Although food is a public resource, there is no effective and joined-up national policy to guide it, says Roderick MacRae, which is an issue that should be addressed.
By Elaine Smith
MacRae, an associate professor in the Faculty of Environmental and Urban Change, says it’s a large and complex issue that deserves a comprehensive solution, and he’s working to help things along.
“When decision-makers look at governance, food is almost never top of mind,” MacRae says. “The British North America Act of 1867 gets in the way of an effective national policy and there is no concept of a national food system and ancillary issues. The responsibility for food system elements is so dispersed both vertically and horizontally that it’s the policy equivalent of trying to herd cats.”

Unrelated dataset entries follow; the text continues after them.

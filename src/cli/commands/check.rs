//! Check command - dependency resolution only
//!
//! Runs a module's dependency resolver (installing missing packages) and
//! reports the resulting state without running the tool.

use super::{CommandContext, Runnable};
use anyhow::Result;
use armory::modules::deps::DependencyIssue;
use armory::modules::ResolverState;
use clap::Parser;

/// Arguments for the check command
#[derive(Parser, Debug, Clone)]
pub struct CheckArgs {
    /// Module name
    #[arg(required = true)]
    pub module: String,
}

impl CheckArgs {
    /// Execute the check command
    pub fn execute(&self, ctx: &mut CommandContext) -> Result<i32> {
        let mut tool = match ctx.instantiate(&self.module) {
            Ok(tool) => tool,
            Err(e) => return Ok(ctx.fail(&e)),
        };

        ctx.output
            .debug(&format!("Checking requirements for {}", tool.name()));
        let resolution = tool.check_reqs();

        if ctx.output.is_json() {
            ctx.output.json(&resolution)?;
        } else {
            for issue in &resolution.issues {
                match issue {
                    DependencyIssue::Conflict(m) => {
                        ctx.output.negative(&format!("Version conflict: {}", m));
                        ctx.output.info(&format!(
                            "Install {} in a virtual environment to avoid version conflicts",
                            tool.name()
                        ));
                    }
                    DependencyIssue::InstallFailure(m) => {
                        ctx.output.warning(&format!("Install failed: {}", m))
                    }
                    DependencyIssue::Check(m) => ctx.output.warning(m),
                }
            }
            if resolution.installs > 0 {
                ctx.output
                    .info(&format!("{} install attempt(s) made", resolution.installs));
            }
            match resolution.state {
                ResolverState::Satisfied => ctx
                    .output
                    .positive(&format!("Requirements for {} are satisfied", tool.name())),
                state => ctx
                    .output
                    .negative(&format!("Requirements for {} are {}", tool.name(), state)),
            }
        }

        Ok(if resolution.is_clean() { 0 } else { 3 })
    }
}

impl Runnable for CheckArgs {
    fn run(&self, ctx: &mut CommandContext) -> Result<i32> {
        self.execute(ctx)
    }
}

Canada did have a national food policy during the Second World War, based on the realization that “if the government didn’t fully engage, there would be shortages and mass inflation,” MacRae says. “They intervened and it largely worked. However, afterward, the government assumed that the market would reassert itself and they removed most of the instruments. However, the marketplace never worked.”
Finally, in 2019, the federal government announced a national policy that MacRae calls “good on principles but weak on implementation.” He is determined to provide the tools to make implementation possible through his website Food Policy for Canada. The site, an ongoing project, is designed as a hands-on guide to making change at various levels of government that is both easily accessible and allows readers to consider various levels of detail according to their needs. It is based on a normative research approach, exploring “what could be” rather than what currently exists.
“The site can lead you to where the decisions are being made on a particular aspect of food policy and show you how to design an advocacy campaign,” he says.
MacRae believes that there are some issues that are fundamental to ensuring that our food system works better for everyone. One is management of resources, looking at the land and how we farm, giving consideration to greenhouse gases, water pollution and biodiversity loss.
“We know how to farm better, we’re just not doing it,” MacRae says.
Another is diversification of control over food system resources, given that “all the economic control of the system is vested in a small number of powerful actors.” Finally, governments don’t believe they really have a role, other than advice, in shaping how people eat, MacRae says, but we have a publicly funded health care system that is responsible when people eat poorly or food is too expensive for people to make healthy food choices.
“Supply and demand should be part of a co-ordinated system that aligns production with what we need to optimize our health,” MacRae says. “This also touches on the overhaul of social assistance, because we need to ensure that people have the income to afford a nourishing diet.”
Understanding the system isn’t easy, let alone changing it, but his website offers aid to anyone motivated to participate in food system change, providing goals, solutions and various instruments to bring about a better system, such as legislation, regulation, subsidies and international agreements.
It’s an effort that can yield worthwhile results. As MacRae notes, “I want a food secure country.”